Pneumocystis carinii pneumonia (PcP) is a clinically important infection of immunocompromised patients. Although the interaction of Pneumocystis with the alveolar epithelium has been well documented, very little information regarding the epithelial response to Pneumocystis is currently available. In order to study Pneumocystis-epithelium interactions, a murine cell line derived specifically from an alveolar epithelial cell (AEC) was utilized. The coculture of murine AECs with mouse Pneumocystis induced a dose- and time-dependent release of the CXC chemokine MIP-2. Importantly, the specific removal of Pneumocystis from the preparation, or the pretreatment of AECs with sulfasalazine, a potent and specific inhibitor of NF-kappaB, nearly completely abrogated the chemokine response to Pneumocystis. Since the murine MIP-2 promoter contains consensus kappaB binding sequences, the ability of Pneumocystis to stimulate NF-kappaB signaling in AECs was examined. Pneumocystis stimulation of an AEC line stably transfected with a kappaB-dependent reporter construct triggered the NF-kappaB signaling pathway and reporter production.
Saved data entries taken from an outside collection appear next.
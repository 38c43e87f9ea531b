//! Error types for the mapper.

use docbind_client::ClientError;
use thiserror::Error;

/// Result type for mapper operations.
pub type ModelResult<T> = Result<T, ModelError>;

/// Errors raised by the mapper.
#[derive(Debug, Error)]
pub enum ModelError {
    /// A field declaration is invalid: reserved, duplicate or empty name,
    /// or a malformed path.
    #[error("invalid field: {0}")]
    InvalidField(String),

    /// The operation is not allowed in the instance's current state.
    #[error("invalid query: {0}")]
    InvalidQuery(String),

    /// A value, field name or resource does not have the expected shape.
    #[error("invalid value: {0}")]
    InvalidValue(String),

    /// The remote client failed; the error is passed through untouched.
    #[error(transparent)]
    Client(#[from] ClientError),

    /// A typed accessor could not convert a value.
    #[error("serialization error: {0}")]
    Serialization(#[from] serde_json::Error),
}
//! Object-document mapper for docbind.
//!
//! Binds the fields an entity class declares to paths inside the JSON
//! document the remote store keeps for each instance, and derives the write
//! operations needed to persist an instance:
//! - [`EntityClass`]: a closed table of declared fields for one class
//! - [`Field`]: a field's storage path and optional [`Codec`]
//! - [`Entity`]: one instance, with typed field access, identity, operation
//!   builders and `save`/`delete`/`fetch` over a [`RemoteClient`]
//! - [`diff`]: the structural diff behind partial updates
//! - [`path`]: reads and writes at nested document paths
//!
//! # Example
//!
//! ```
//! use docbind_model::{Entity, EntityClass, Field};
//! use serde_json::json;
//!
//! let users = EntityClass::builder("users")
//!     .field("name", Field::new())
//!     .build()?;
//!
//! let mut user = Entity::with_fields(users, [("name", json!("Ada"))])?;
//! assert!(user.is_new());
//! assert_eq!(user.get("name")?, Some(json!("Ada")));
//! assert_eq!(user.current()["data"], json!({"name": "Ada"}));
//! # Ok::<(), docbind_model::ModelError>(())
//! ```
//!
//! [`RemoteClient`]: docbind_client::RemoteClient

mod codec;
pub mod diff;
mod entity;
mod error;
mod field;
pub mod path;
mod schema;
mod state;

pub use codec::{Codec, FnCodec, SerdeCodec};
pub use entity::Entity;
pub use error::{ModelError, ModelResult};
pub use field::{Field, FieldDescriptor};
pub use path::FieldPath;
pub use schema::{EntityClass, EntityClassBuilder, RESERVED_FIELDS};
pub use state::InstanceState;
//! Field declarations and their resolved descriptors.

use crate::codec::Codec;
use crate::path::FieldPath;
use std::fmt;
use std::sync::Arc;

/// A field declaration as written by the class author.
///
/// Both parts are optional: without a path the class places the field at
/// `data.<name>`, without a codec stored and exposed values are identical.
#[derive(Clone, Default)]
pub struct Field {
    path: Option<FieldPath>,
    codec: Option<Arc<dyn Codec>>,
}

impl Field {
    /// A field at the default path with no codec.
    pub fn new() -> Self {
        Self::default()
    }

    /// A field stored at an explicit path.
    pub fn at(path: FieldPath) -> Self {
        Self {
            path: Some(path),
            codec: None,
        }
    }

    /// Attaches a codec.
    pub fn with_codec(mut self, codec: impl Codec + 'static) -> Self {
        self.codec = Some(Arc::new(codec));
        self
    }

    /// Attaches a codec shared with other fields.
    pub fn with_shared_codec(mut self, codec: Arc<dyn Codec>) -> Self {
        self.codec = Some(codec);
        self
    }

    pub(crate) fn resolve(self, name: &str) -> FieldDescriptor {
        FieldDescriptor {
            name: name.to_string(),
            path: self.path.unwrap_or_else(|| FieldPath::data(name)),
            codec: self.codec,
        }
    }
}

impl fmt::Debug for Field {
    fn fmt(&self, f: &mut fmt::Formatter<'_>) -> fmt::Result {
        f.debug_struct("Field")
            .field("path", &self.path)
            .field("codec", &self.codec.is_some())
            .finish()
    }
}

/// A resolved field: its name, fixed storage path and optional codec.
#[derive(Clone)]
pub struct FieldDescriptor {
    name: String,
    path: FieldPath,
    codec: Option<Arc<dyn Codec>>,
}

impl FieldDescriptor {
    pub fn name(&self) -> &str {
        &self.name
    }

    pub fn path(&self) -> &FieldPath {
        &self.path
    }

    pub fn codec(&self) -> Option<&dyn Codec> {
        self.codec.as_deref()
    }

    pub fn has_codec(&self) -> bool {
        self.codec.is_some()
    }
}

impl fmt::Debug for FieldDescriptor {
    fn fmt(&self, f: &mut fmt::Formatter<'_>) -> fmt::Result {
        f.debug_struct("FieldDescriptor")
            .field("name", &self.name)
            .field("path", &self.path)
            .field("codec", &self.codec.is_some())
            .finish()
    }
}
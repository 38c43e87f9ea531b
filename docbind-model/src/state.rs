//! Per-instance document state: the persisted snapshot, the working copy
//! and the decoded-value cache.

use docbind_types::Document;
use serde_json::Value;
use std::collections::HashMap;

/// Per-instance mutable state.
///
/// `original` is the last document known to match the store (empty until
/// the instance is first persisted or fetched). `current` is the working
/// copy, always an independent deep copy of `original` after a reset.
/// `cache` holds decoded values of codec-bearing fields.
#[derive(Debug, Clone, Default)]
pub struct InstanceState {
    original: Document,
    current: Document,
    cache: HashMap<String, Value>,
}

impl InstanceState {
    /// State of an instance that has never been persisted.
    pub fn new() -> Self {
        Self::default()
    }

    /// State whose original is `original`, with `current` copied from it.
    pub fn from_original(original: Document) -> Self {
        let mut state = Self {
            original,
            current: Document::new(),
            cache: HashMap::new(),
        };
        state.init_state();
        state
    }

    /// Resets `current` to a copy of `original` and clears the cache.
    pub fn init_state(&mut self) {
        self.current = self.original.clone();
        self.cache.clear();
    }

    /// Replaces `original` and resets.
    pub fn reset(&mut self, original: Document) {
        self.original = original;
        self.init_state();
    }

    pub fn original(&self) -> &Document {
        &self.original
    }

    pub fn current(&self) -> &Document {
        &self.current
    }

    pub fn current_mut(&mut self) -> &mut Document {
        &mut self.current
    }

    /// The decoded value cached for `field`, if any.
    pub fn cached(&self, field: &str) -> Option<&Value> {
        self.cache.get(field)
    }

    pub fn cache_insert(&mut self, field: impl Into<String>, value: Value) {
        self.cache.insert(field.into(), value);
    }

    pub fn clear_cache(&mut self) {
        self.cache.clear();
    }
}
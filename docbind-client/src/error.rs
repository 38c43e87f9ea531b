//! Remote-client error types.

use thiserror::Error;

/// Result type for remote-client operations.
pub type ClientResult<T> = Result<T, ClientError>;

/// Errors a remote client can report.
#[derive(Debug, Error)]
pub enum ClientError {
    #[error("not found: {0}")]
    NotFound(String),

    #[error("bad request: {0}")]
    BadRequest(String),

    #[error("service unavailable: {0}")]
    Unavailable(String),

    #[error("request timed out after {timeout_ms}ms")]
    Timeout { timeout_ms: u64 },

    #[error("invalid configuration: {0}")]
    Config(String),

    #[error("serialization error: {0}")]
    Serialization(#[from] serde_json::Error),

    #[error("type error: {0}")]
    Types(#[from] docbind_types::Error),
}

impl ClientError {
    /// Returns true if the store reported the target as missing.
    pub fn is_not_found(&self) -> bool {
        matches!(self, ClientError::NotFound(_))
    }
}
These data were confirmed in gel shift assays, providing direct evidence that Pneumocystis induced the nuclear translocation of the p50/p65 heterodimeric form of NF-kappaB. Maximal NF-kappaB activation was dependent upon direct contact with viable Pneumocystis organisms. These data demonstrate that Pneumocystis activates NF-kappaB signaling in AECs and establish a reporter cell line for studying NF-kappaB activation in AECs. Given the global regulatory functions of the NF-kappaB family, these findings suggest that Pneumocystis directly alters AEC gene expression in a manner that promotes pulmonary immune and inflammatory responses.